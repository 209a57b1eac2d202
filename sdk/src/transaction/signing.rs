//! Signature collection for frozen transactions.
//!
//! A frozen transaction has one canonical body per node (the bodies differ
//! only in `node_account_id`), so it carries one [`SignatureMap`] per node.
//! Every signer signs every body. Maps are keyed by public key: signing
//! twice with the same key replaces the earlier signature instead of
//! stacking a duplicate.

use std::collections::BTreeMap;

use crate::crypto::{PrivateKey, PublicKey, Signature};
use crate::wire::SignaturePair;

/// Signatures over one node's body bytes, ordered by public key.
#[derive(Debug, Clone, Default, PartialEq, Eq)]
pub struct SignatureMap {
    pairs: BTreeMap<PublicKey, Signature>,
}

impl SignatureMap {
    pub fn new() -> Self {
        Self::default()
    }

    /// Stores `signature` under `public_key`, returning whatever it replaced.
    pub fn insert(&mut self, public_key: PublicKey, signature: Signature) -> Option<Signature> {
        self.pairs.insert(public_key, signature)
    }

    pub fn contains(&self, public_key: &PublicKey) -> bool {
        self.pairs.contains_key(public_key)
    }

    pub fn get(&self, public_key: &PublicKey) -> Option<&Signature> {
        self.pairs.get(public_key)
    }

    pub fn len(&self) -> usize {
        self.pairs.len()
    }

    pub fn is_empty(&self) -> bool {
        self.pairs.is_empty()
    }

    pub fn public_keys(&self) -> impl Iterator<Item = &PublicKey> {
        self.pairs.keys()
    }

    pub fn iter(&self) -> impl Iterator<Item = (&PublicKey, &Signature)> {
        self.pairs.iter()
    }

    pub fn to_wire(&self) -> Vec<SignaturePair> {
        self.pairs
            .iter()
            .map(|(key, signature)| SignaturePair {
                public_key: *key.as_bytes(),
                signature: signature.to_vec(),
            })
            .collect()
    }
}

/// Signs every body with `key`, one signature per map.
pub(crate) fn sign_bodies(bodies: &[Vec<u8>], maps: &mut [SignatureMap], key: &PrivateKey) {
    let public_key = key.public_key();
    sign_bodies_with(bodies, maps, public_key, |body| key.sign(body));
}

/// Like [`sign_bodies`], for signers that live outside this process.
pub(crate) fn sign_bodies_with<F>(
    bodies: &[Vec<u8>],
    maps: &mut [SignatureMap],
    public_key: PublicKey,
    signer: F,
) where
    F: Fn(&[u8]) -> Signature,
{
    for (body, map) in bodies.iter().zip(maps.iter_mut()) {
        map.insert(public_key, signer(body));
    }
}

== == ==

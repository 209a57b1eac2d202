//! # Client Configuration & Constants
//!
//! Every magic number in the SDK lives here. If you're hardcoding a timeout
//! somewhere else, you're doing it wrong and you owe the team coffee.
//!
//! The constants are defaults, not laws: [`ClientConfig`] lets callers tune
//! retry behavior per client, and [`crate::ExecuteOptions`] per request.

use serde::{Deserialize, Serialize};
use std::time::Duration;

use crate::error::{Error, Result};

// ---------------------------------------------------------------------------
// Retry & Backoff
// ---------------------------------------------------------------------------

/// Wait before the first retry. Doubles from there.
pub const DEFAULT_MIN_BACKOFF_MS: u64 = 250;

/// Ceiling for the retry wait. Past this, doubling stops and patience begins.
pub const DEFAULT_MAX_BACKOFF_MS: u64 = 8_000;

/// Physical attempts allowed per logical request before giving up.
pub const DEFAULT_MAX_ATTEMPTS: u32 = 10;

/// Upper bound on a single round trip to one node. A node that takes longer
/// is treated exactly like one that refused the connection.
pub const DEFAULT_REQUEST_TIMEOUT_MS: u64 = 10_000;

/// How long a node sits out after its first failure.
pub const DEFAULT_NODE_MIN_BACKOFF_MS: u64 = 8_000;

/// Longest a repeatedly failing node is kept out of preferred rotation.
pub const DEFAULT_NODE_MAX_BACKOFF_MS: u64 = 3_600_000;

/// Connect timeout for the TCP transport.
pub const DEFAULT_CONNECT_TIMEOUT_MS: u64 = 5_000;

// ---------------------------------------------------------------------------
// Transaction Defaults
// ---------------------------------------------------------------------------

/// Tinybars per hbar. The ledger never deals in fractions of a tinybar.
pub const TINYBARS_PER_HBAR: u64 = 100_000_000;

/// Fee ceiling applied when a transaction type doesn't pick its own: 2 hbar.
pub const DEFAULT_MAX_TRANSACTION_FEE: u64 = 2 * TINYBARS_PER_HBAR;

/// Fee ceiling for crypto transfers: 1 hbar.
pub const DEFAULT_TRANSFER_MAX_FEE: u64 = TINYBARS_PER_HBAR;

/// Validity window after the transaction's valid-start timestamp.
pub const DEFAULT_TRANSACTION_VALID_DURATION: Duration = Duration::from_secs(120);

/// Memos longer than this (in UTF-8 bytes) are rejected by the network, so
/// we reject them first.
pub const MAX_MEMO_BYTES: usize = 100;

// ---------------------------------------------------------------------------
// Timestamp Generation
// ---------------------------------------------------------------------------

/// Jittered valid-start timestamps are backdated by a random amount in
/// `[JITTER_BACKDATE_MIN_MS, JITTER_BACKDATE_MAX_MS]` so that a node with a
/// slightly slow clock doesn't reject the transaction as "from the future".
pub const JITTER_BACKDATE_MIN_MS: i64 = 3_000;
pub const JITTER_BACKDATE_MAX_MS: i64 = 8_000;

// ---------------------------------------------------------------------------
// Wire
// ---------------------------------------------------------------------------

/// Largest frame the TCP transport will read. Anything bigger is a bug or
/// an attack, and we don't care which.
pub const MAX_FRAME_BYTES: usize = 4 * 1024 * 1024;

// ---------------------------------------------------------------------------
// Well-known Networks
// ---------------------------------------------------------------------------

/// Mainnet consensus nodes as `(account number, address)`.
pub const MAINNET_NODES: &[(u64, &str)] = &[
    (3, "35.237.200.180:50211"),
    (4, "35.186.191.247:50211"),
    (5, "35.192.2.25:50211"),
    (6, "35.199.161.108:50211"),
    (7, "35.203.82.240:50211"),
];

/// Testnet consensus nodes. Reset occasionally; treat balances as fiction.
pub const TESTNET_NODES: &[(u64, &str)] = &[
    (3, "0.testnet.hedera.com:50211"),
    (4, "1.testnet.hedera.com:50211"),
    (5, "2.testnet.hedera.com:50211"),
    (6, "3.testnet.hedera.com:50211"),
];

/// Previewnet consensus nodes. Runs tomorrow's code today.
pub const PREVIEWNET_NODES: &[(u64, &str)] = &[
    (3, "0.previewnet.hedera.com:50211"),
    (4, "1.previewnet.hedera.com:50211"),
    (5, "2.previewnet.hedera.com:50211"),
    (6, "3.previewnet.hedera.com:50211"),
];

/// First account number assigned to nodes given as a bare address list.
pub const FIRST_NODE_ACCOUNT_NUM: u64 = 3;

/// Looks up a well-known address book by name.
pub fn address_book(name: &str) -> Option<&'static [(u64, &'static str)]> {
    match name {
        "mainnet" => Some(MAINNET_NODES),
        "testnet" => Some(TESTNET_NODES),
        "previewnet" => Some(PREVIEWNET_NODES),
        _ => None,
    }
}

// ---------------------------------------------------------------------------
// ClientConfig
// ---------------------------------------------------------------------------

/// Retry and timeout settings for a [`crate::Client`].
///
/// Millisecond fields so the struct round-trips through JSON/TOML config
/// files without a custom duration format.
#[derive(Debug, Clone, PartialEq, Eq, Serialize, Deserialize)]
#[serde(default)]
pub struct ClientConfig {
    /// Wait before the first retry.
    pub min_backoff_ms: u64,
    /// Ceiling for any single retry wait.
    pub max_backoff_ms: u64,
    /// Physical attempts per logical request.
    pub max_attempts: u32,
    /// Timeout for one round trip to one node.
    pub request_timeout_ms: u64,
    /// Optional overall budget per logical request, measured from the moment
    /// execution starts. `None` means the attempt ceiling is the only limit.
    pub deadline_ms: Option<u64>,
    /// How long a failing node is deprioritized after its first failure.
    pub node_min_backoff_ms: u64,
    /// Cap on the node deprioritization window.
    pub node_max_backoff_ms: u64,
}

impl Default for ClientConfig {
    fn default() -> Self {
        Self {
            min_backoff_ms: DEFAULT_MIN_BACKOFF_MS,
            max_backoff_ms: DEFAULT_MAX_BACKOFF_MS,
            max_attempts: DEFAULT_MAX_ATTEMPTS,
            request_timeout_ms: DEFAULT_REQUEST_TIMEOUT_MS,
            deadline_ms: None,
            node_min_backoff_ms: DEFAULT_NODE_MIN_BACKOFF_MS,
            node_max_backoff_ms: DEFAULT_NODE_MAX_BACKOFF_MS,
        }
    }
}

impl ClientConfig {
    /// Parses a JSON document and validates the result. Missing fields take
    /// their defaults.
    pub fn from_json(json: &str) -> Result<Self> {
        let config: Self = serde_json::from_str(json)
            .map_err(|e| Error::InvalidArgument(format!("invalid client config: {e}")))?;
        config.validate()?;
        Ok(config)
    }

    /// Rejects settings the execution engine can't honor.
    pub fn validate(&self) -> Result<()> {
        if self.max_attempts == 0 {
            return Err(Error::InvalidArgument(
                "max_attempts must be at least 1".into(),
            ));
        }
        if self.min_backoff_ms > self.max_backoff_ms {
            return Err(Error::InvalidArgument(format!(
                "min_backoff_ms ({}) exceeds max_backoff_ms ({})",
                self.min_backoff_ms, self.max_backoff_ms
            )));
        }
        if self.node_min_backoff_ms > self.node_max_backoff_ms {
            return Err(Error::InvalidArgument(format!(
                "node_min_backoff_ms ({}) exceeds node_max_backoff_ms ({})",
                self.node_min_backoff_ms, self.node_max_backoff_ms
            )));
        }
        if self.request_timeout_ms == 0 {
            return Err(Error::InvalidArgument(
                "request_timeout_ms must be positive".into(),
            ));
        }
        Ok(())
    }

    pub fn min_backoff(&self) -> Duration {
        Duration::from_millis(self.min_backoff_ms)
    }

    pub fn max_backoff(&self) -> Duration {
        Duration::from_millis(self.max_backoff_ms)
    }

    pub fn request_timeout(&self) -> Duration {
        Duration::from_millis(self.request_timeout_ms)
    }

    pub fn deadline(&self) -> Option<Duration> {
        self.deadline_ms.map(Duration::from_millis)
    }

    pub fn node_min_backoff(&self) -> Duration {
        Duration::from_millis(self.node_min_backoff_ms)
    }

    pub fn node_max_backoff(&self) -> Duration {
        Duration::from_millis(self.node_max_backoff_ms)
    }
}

== == ==

▸ **Exercise aim**:
Please return only the lines above, starting at the line that has "use std::time::Duration;" and ending at the line that has "out after its first failure.", keeping both and leaving each one unchanged.

▸ **Output for this exercise**:
use std::time::Duration;

use crate::error::{Error, Result};

// ---------------------------------------------------------------------------
// Retry & Backoff
// ---------------------------------------------------------------------------

/// Wait before the first retry. Doubles from there.
pub const DEFAULT_MIN_BACKOFF_MS: u64 = 250;

/// Ceiling for the retry wait. Past this, doubling stops and patience begins.
pub const DEFAULT_MAX_BACKOFF_MS: u64 = 8_000;

/// Physical attempts allowed per logical request before giving up.
pub const DEFAULT_MAX_ATTEMPTS: u32 = 10;

/// Upper bound on a single round trip to one node. A node that takes longer
/// is treated exactly like one that refused the connection.
pub const DEFAULT_REQUEST_TIMEOUT_MS: u64 = 10_000;

/// How long a node sits out after its first failure.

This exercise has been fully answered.